Impaired parasite attachment as fitness cost of metronidazole resistance in Giardia lamblia

2011 
Infections with the diarrheagenic protozoan pathogen Giardia lamblia are most commonly treated with metronidazole (Mz). Treatment failures with Mz occur in 10 to 20% of cases and Mz resistance develops in the laboratory, yet clinically, Mz-resistant (Mzr) G. lamblia has rarely been isolated from patients. To understand why clinical Mzr isolates are rare, we questioned whether Mz resistance entails fitness costs to the parasite. Our studies employed several newly generated and established isogenic Mzr cell lines with stable, high-level resistance to Mz and significant cross-resistance to tinidazole, nitazoxanide, and furazolidone. Oral infection of suckling mice revealed that three of five Mzr cell lines could not establish infection, while two Mzr cell lines infected pups, albeit with reduced efficiencies. Failure to colonize resulted from a diminished capacity of the parasite to attach to the intestinal mucosa in vivo and to epithelial cells and plastic surfaces in vitro.
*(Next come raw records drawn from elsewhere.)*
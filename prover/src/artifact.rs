//! Proof artifacts and their transport encoding
//!
//! A [`ProofArtifact`] is the raw proof plus the verification key it checks
//! against. On the wire both travel as hex strings in a [`TransportProof`].

use num_bigint::BigUint;
use serde::{Deserialize, Serialize};
use std::fmt;

use crate::{ProverError, Result};

/// Size of one serialized field element in a proof
pub const FIELD_SIZE: usize = 32;

/// Number of hex characters kept at each end of the abbreviated display
const DISPLAY_EDGE: usize = 100;

/// Serialized proof and verification key
///
/// Well formed only when both fields are non-empty: an engine never emits an
/// empty proof or key, so the facade and [`decode`](Self::decode) reject one,
/// and [`is_well_formed`](Self::is_well_formed) reports it.
#[derive(Clone, PartialEq, Eq)]
pub struct ProofArtifact {
    /// Proof bytes as produced by the engine
    pub proof: Vec<u8>,
    /// Verification key bytes for the proving circuit
    pub vk: Vec<u8>,
}

/// Transport-safe form of a [`ProofArtifact`]
#[derive(Debug, Clone, PartialEq, Eq, Serialize, Deserialize)]
pub struct TransportProof {
    /// Hex encoded proof
    pub proof: String,
    /// Hex encoded verification key
    pub vk: String,
}

impl ProofArtifact {
    /// Create an artifact from raw bytes
    pub fn new(proof: Vec<u8>, vk: Vec<u8>) -> Self {
        Self { proof, vk }
    }

    /// True when neither field is empty
    pub fn is_well_formed(&self) -> bool {
        !self.proof.is_empty() && !self.vk.is_empty()
    }

    /// Encode both fields as lowercase hex
    pub fn encode(&self) -> TransportProof {
        TransportProof {
            proof: hex::encode(&self.proof),
            vk: hex::encode(&self.vk),
        }
    }

    /// Decode a transport pair
    ///
    /// Both fields must decode; an error in either yields no artifact.
    pub fn decode(transport: &TransportProof) -> Result<Self> {
        let proof = decode_field("proof", &transport.proof)?;
        let vk = decode_field("verification key", &transport.vk)?;
        Ok(Self { proof, vk })
    }

    /// Split the public inputs the engine prepends to the proof
    ///
    /// Returns the `count` leading field elements as canonical decimal
    /// strings and the remaining proof body.
    pub fn split_public_inputs(&self, count: usize) -> Result<(Vec<String>, &[u8])> {
        let prefix = count.checked_mul(FIELD_SIZE).ok_or_else(|| {
            ProverError::Codec(format!("public input count {} overflows", count))
        })?;
        if prefix > self.proof.len() {
            return Err(ProverError::Codec(format!(
                "proof of {} bytes cannot hold {} public inputs",
                self.proof.len(),
                count
            )));
        }

        let (head, body) = self.proof.split_at(prefix);
        let inputs = head
            .chunks_exact(FIELD_SIZE)
            .map(|chunk| BigUint::from_bytes_be(chunk).to_str_radix(10))
            .collect();

        Ok((inputs, body))
    }
}

fn decode_field(label: &str, encoded: &str) -> Result<Vec<u8>> {
    let digits = encoded
        .strip_prefix("0x")
        .or_else(|| encoded.strip_prefix("0X"))
        .unwrap_or(encoded);

    if digits.is_empty() {
        return Err(ProverError::Codec(format!("{} is empty", label)));
    }

    hex::decode(digits).map_err(|e| ProverError::Codec(format!("{} is not valid hex: {}", label, e)))
}

impl TryFrom<&TransportProof> for ProofArtifact {
    type Error = ProverError;

    fn try_from(transport: &TransportProof) -> Result<Self> {
        Self::decode(transport)
    }
}

impl From<&ProofArtifact> for TransportProof {
    fn from(artifact: &ProofArtifact) -> Self {
        artifact.encode()
    }
}

impl fmt::Debug for ProofArtifact {
    fn fmt(&self, f: &mut fmt::Formatter<'_>) -> fmt::Result {
        f.debug_struct("ProofArtifact")
            .field("proof_len", &self.proof.len())
            .field("vk_len", &self.vk.len())
            .finish()
    }
}

/// Abbreviated hex of the proof, suitable for display
impl fmt::Display for ProofArtifact {
    fn fmt(&self, f: &mut fmt::Formatter<'_>) -> fmt::Result {
        let encoded = hex::encode(&self.proof);
        if encoded.len() <= DISPLAY_EDGE * 2 {
            return f.write_str(&encoded);
        }
        write!(
            f,
            "{}...{}",
            &encoded[..DISPLAY_EDGE],
            &encoded[encoded.len() - DISPLAY_EDGE..]
        )
    }
}
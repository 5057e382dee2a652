//! Noir compiler manifest
//!
//! The JSON artifact written by `nargo compile` carries the bytecode and the
//! ABI. Only the parts needed to build a [`CircuitLayout`] are modelled; debug
//! symbols and the file map are ignored.

use serde::{Deserialize, Serialize};
use std::collections::BTreeMap;

use crate::{Circuit, CircuitBytecode, CircuitError, CircuitLayout, InputSlot, Result, Visibility};

/// Compiled circuit manifest
#[derive(Debug, Clone, Serialize, Deserialize)]
pub struct CircuitManifest {
    /// Compiler version string, e.g. `0.23.0+...`
    #[serde(default)]
    pub noir_version: Option<String>,
    /// Compiler hash of the program
    #[serde(default)]
    pub hash: Option<u64>,
    /// Program ABI
    pub abi: Abi,
    /// Transport encoded bytecode
    pub bytecode: String,
}

/// Program ABI as emitted by the compiler
#[derive(Debug, Clone, Serialize, Deserialize)]
pub struct Abi {
    /// Parameters in declaration order
    pub parameters: Vec<AbiParameter>,
    /// Witness ranges per parameter name
    ///
    /// Absent in manifests from compilers that assign witnesses
    /// sequentially in parameter order.
    #[serde(default)]
    pub param_witnesses: Option<BTreeMap<String, Vec<WitnessRange>>>,
    /// Witness indices holding the return value
    #[serde(default)]
    pub return_witnesses: Vec<u32>,
}

/// One ABI parameter
#[derive(Debug, Clone, Serialize, Deserialize)]
pub struct AbiParameter {
    pub name: String,
    #[serde(rename = "type")]
    pub typ: AbiType,
    pub visibility: Visibility,
}

/// ABI type descriptor
#[derive(Debug, Clone, Serialize, Deserialize)]
pub struct AbiType {
    /// `field`, `integer`, `boolean`, `array`, `struct`, `string`
    pub kind: String,
    /// Element count for arrays and strings
    #[serde(default)]
    pub length: Option<u32>,
    /// Element type for arrays
    #[serde(default, rename = "type")]
    pub element: Option<Box<AbiType>>,
}

/// Half-open range of witness indices `[start, end)`
#[derive(Debug, Clone, Copy, Serialize, Deserialize)]
pub struct WitnessRange {
    pub start: u32,
    pub end: u32,
}

impl AbiType {
    fn is_scalar(&self) -> bool {
        matches!(self.kind.as_str(), "field" | "integer" | "boolean")
    }
}

impl CircuitManifest {
    /// Parse a manifest from its JSON text
    pub fn from_json(json: &str) -> Result<Self> {
        let manifest: CircuitManifest = serde_json::from_str(json)?;
        tracing::debug!(
            "Parsed circuit manifest: noir_version={:?}, {} parameters",
            manifest.noir_version,
            manifest.abi.parameters.len()
        );
        Ok(manifest)
    }

    /// Derive the input layout from the ABI
    ///
    /// Uses `param_witnesses` when present. Otherwise witnesses are assigned
    /// sequentially in parameter order starting at index 1.
    pub fn layout(&self) -> Result<CircuitLayout> {
        let mut slots = Vec::with_capacity(self.abi.parameters.len());
        let mut next_index: u32 = 1;

        for param in &self.abi.parameters {
            let (width, is_array) = parameter_width(param)?;

            let indices = match &self.abi.param_witnesses {
                Some(ranges) => {
                    let ranges = ranges.get(&param.name).ok_or_else(|| {
                        CircuitError::Manifest(format!(
                            "parameter `{}` has no witness assignment",
                            param.name
                        ))
                    })?;
                    expand_ranges(&param.name, ranges, width)?
                }
                None => {
                    let end = next_index.checked_add(width).ok_or_else(|| {
                        CircuitError::InvalidLayout("witness index overflow".to_string())
                    })?;
                    let indices = (next_index..end).collect();
                    next_index = end;
                    indices
                }
            };

            if indices.len() != width as usize {
                return Err(CircuitError::InvalidLayout(format!(
                    "parameter `{}` expects {} witnesses, manifest assigns {}",
                    param.name,
                    width,
                    indices.len()
                )));
            }

            slots.push(InputSlot {
                name: param.name.clone(),
                indices,
                visibility: param.visibility,
                is_array,
            });
        }

        CircuitLayout::from_slots(slots)
    }

    /// Consume the manifest into a [`Circuit`]
    pub fn into_circuit(self) -> Result<Circuit> {
        let layout = self.layout()?;
        let bytecode = CircuitBytecode::new(self.bytecode)?;
        Ok(Circuit::new(bytecode, layout))
    }
}

fn parameter_width(param: &AbiParameter) -> Result<(u32, bool)> {
    let unsupported = || CircuitError::UnsupportedParameter {
        name: param.name.clone(),
        kind: param.typ.kind.clone(),
    };

    if param.typ.is_scalar() {
        return Ok((1, false));
    }
    if param.typ.kind == "array" {
        let element = param.typ.element.as_deref().ok_or_else(unsupported)?;
        if !element.is_scalar() {
            return Err(CircuitError::UnsupportedParameter {
                name: param.name.clone(),
                kind: format!("array<{}>", element.kind),
            });
        }
        let length = param.typ.length.ok_or_else(|| {
            CircuitError::Manifest(format!("array parameter `{}` has no length", param.name))
        })?;
        return Ok((length, true));
    }
    Err(unsupported())
}

fn expand_ranges(name: &str, ranges: &[WitnessRange], width: u32) -> Result<Vec<u32>> {
    let mut assigned: u32 = 0;
    for range in ranges {
        if range.end < range.start {
            return Err(CircuitError::Manifest(format!(
                "parameter `{}` has inverted witness range {}..{}",
                name, range.start, range.end
            )));
        }
        assigned = assigned
            .checked_add(range.end - range.start)
            .filter(|total| *total <= width)
            .ok_or_else(|| {
                CircuitError::InvalidLayout(format!(
                    "parameter `{}` expects {} witnesses, manifest assigns more",
                    name, width
                ))
            })?;
    }

    // Sized before expanding so a hostile range cannot force a huge allocation.
    let mut indices = Vec::with_capacity(assigned as usize);
    for range in ranges {
        indices.extend(range.start..range.end);
    }
    Ok(indices)
}
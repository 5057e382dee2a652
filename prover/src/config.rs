//! Prover configuration
//!
//! Loaded from a TOML file; every field has a default so a missing key or
//! an empty file yields a usable configuration.

use serde::{Deserialize, Serialize};
use std::fs;
use std::path::Path;

use crate::{ProofType, ProverError, Result, SrsConfig};

/// Version of the boundary contract implemented by this crate
///
/// Version 1 takes optional `proofType` and `numPoints` on both prove and
/// verify, resolved against [`ProverConfig`] defaults, and exposes SRS setup
/// as a separate operation.
pub const CONTRACT_VERSION: u32 = 1;

#[derive(Clone, Debug, Default, PartialEq, Eq, Serialize, Deserialize)]
pub struct ProverConfig {
    #[serde(default)]
    pub default_proof_type: ProofType,
    #[serde(default)]
    pub default_num_points: Option<u32>,
    #[serde(default)]
    pub srs: SrsConfig,
}

impl ProverConfig {
    pub fn load(path: &Path) -> Result<Self> {
        let content = fs::read_to_string(path).map_err(|err| {
            ProverError::Config(format!("unable to read {}: {err}", path.display()))
        })?;
        toml::from_str(&content)
            .map_err(|err| ProverError::Config(format!("unable to parse config: {err}")))
    }

    pub fn save(&self, path: &Path) -> Result<()> {
        let parent = path.parent().unwrap_or_else(|| Path::new("."));
        fs::create_dir_all(parent)
            .map_err(|err| ProverError::Config(format!("unable to create {}: {err}", parent.display())))?;
        let encoded = toml::to_string_pretty(self)
            .map_err(|err| ProverError::Config(format!("unable to encode config: {err}")))?;
        fs::write(path, encoded)
            .map_err(|err| ProverError::Config(format!("unable to write {}: {err}", path.display())))?;
        Ok(())
    }
}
The attachment defect was related to impaired glucose metabolism, since the noninfectious Mzr lines consumed less glucose, and glucose promoted ATP-independent parasite attachment in the parental lines. Thus, resistance of Giardia to Mz is accompanied by a glucose metabolism-related attachment defect that can interfere with colonization of the host. Because glucose-metabolizing pathways are important for activation of the prodrug Mz, it follows that a fitness trade-off exists between diminished Mz activation and reduced infectivity, which may explain the observed paucity of clinical Mzr isolates of Giardia. However, the data also caution that some forms of Mz resistance do not markedly interfere with in vivo infectivity.